Go Coding with Asparagos: The Smartest Peanut in the Neighborhood

#go #programming #algorithms #humor

Peanuts feed their ego in linear time

Hi! I'm Asparagos — an asparagus who codes in Go. Here you’ll find everyday problems that a typical veggie might struggle with — and my Go solutions to them. Today we are solving the problem of The Smartest Peanut in the Neighborhood 🥜.

Problem

Remember how the walnuts once tried to find out who was the smartest? Now it's the peanuts' turn, though their approach is a bit different.

Peanuts don't care about being the smartest among all nuts. They just want to feel smarter than their nearby neighbors.

You’re given the cleverness levels of peanuts planted in a row. For each group of k consecutive peanuts, determine which peanut is the smartest.

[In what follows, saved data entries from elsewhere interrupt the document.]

//! Marker placement math.
//!
//! # Responsibility
//! - Map click positions on the rendered page surface to stored percentage
//!   coordinates, and project stored coordinates back for drawing.
//!
//! # Invariants
//! - Stored positions are percentages of the surface bounding box, never raw
//!   pixels; the mapping is independent of the transient zoom scale, which is
//!   what keeps annotations in place across resize and rescale.
//! - Degenerate surfaces are rejected instead of producing NaN/Inf.

use std::error::Error;
use std::fmt::{Display, Formatter};

/// One point in screen pixel space.
#[derive(Debug, Clone, Copy, PartialEq)]
pub struct SurfacePoint {
    pub x: f64,
    pub y: f64,
}

impl SurfacePoint {
    pub fn new(x: f64, y: f64) -> Self {
        Self { x, y }
    }
}

/// On-screen pixel bounding box of the rendered page surface.
#[derive(Debug, Clone, Copy, PartialEq)]
pub struct SurfaceBounds {
    pub left: f64,
    pub top: f64,
    pub width: f64,
    pub height: f64,
}

impl SurfaceBounds {
    pub fn new(left: f64, top: f64, width: f64, height: f64) -> Self {
        Self {
            left,
            top,
            width,
            height,
        }
    }

    fn is_degenerate(&self) -> bool {
        !(self.left.is_finite()
            && self.top.is_finite()
            && self.width.is_finite()
            && self.height.is_finite()
            && self.width > 0.0
            && self.height > 0.0)
    }
}

/// Percentage pair (0-100 on a visible surface) stored on an issue.
#[derive(Debug, Clone, Copy, PartialEq)]
pub struct MarkerPosition {
    pub x: f64,
    pub y: f64,
}

/// Placement computation failures.
#[derive(Debug, Clone, Copy, PartialEq)]
pub enum PlacementError {
    /// Surface with non-positive or non-finite extent.
    DegenerateBounds { width: f64, height: f64 },
}

impl Display for PlacementError {
    fn fmt(&self, f: &mut Formatter<'_>) -> std::fmt::Result {
        match self {
            Self::DegenerateBounds { width, height } => write!(
                f,
                "surface bounds are degenerate: width={width} height={height}"
            ),
        }
    }
}

impl Error for PlacementError {}

/// Normalizes a click position to percentages of the surface bounding box.
///
/// Exactly `x = 100 * (click_x - left) / width` and the same for `y`. Clicks
/// outside the box yield values outside 0-100; the renderer owns clamping to
/// visible bounds.
///
/// # Errors
/// - `DegenerateBounds` when the surface has non-positive or non-finite
///   extent.
pub fn normalize_click(
    point: SurfacePoint,
    bounds: SurfaceBounds,
) -> Result<MarkerPosition, PlacementError> {
    if bounds.is_degenerate() {
        return Err(PlacementError::DegenerateBounds {
            width: bounds.width,
            height: bounds.height,
        });
    }
    Ok(MarkerPosition {
        x: 100.0 * (point.x - bounds.left) / bounds.width,
        y: 100.0 * (point.y - bounds.top) / bounds.height,
    })
}

/// Projects a stored marker position back onto a rendered surface.
///
/// Inverse of [`normalize_click`] over the same bounds; this is the pixel
/// offset at which the renderer draws the marker.
pub fn marker_offset(position: MarkerPosition, bounds: SurfaceBounds) -> SurfacePoint {
    SurfacePoint {
        x: bounds.left + bounds.width * position.x / 100.0,
        y: bounds.top + bounds.height * position.y / 100.0,
    }
}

Is it a hard nut to crack?

Input 🌰

A slice of integers — each integer represents the cleverness level of a peanut in the row.
k — an integer that represents the size of a group (a sliding window).

Output 🌱

A slice of integers — each representing the maximum cleverness level within a sliding window of size k.

Examples 🥒:

Example 1

Input: [1, 6, 3, 4, 1, 2, 6], k = 3

Output: [6, 6, 4, 4, 6]

The first group is [1, 6, 3], its maximum is 6.
The second group is [6, 3, 4], its maximum is 6.
The third group is [3, 4, 1], its maximum is 4.
The fourth group is [4, 1, 2], its maximum is 4.
The last group is [1, 2, 6], its maximum is 6.
Example 2

Input: [1, 2, 3, 2, 1], k = 2

Output: [2, 3, 3, 2]

The first group is [1, 2], its maximum is 2.
The second group is [2, 3], its maximum is 3.
The third group is [3, 2], its maximum is 3.
The last group is [2, 1], its maximum is 2.

Solution 💡

We use a double-ended queue (deque) to keep track of the indices of peanuts that might be the smartest in the current sliding window. This queue helps us efficiently add and remove candidates from both ends.
We iterate through the peanuts slice. For each peanutLevel at index i:

a. We remove all peanuts from the right side of the queue that are less clever than or equal to the current one. They're no longer valid candidates because the current peanut is smarter and more recent.

b. We add the current index i to the right of the queue.

c. If the leftmost index in the queue is outside the current window (i.e., its index is less than or equal to i - k), we remove it, it's no longer part of the group we're analyzing.

d. If the window has reached size k (i.e., i + 1 >= k), we save the cleverness of the peanut at the left side of the queue as the result because it's the smartest one in the current window.
Each peanut is added to the queue once and removed at most once, so the total time complexity is O(len(peanuts)).

func findSmartestPeanut(peanuts []int, k int) []int {
    res := make([]int, 0, len(peanuts)-k+1)
    deque := make([]int, 0, len(peanuts))
    for i, peanutLevel := range peanuts {
        for len(deque) > 0 && peanuts[deque[len(deque)-1]] <= peanutLevel {
            deque = deque[:len(deque)-1]
        }

        deque = append(deque, i)

        if len(deque) > 1 && deque[0] <= i-k {
            deque = deque[1:]
        }
        if i+1 >= k {
            res = append(res, peanuts[deque[0]])
        }
    }
    return res
}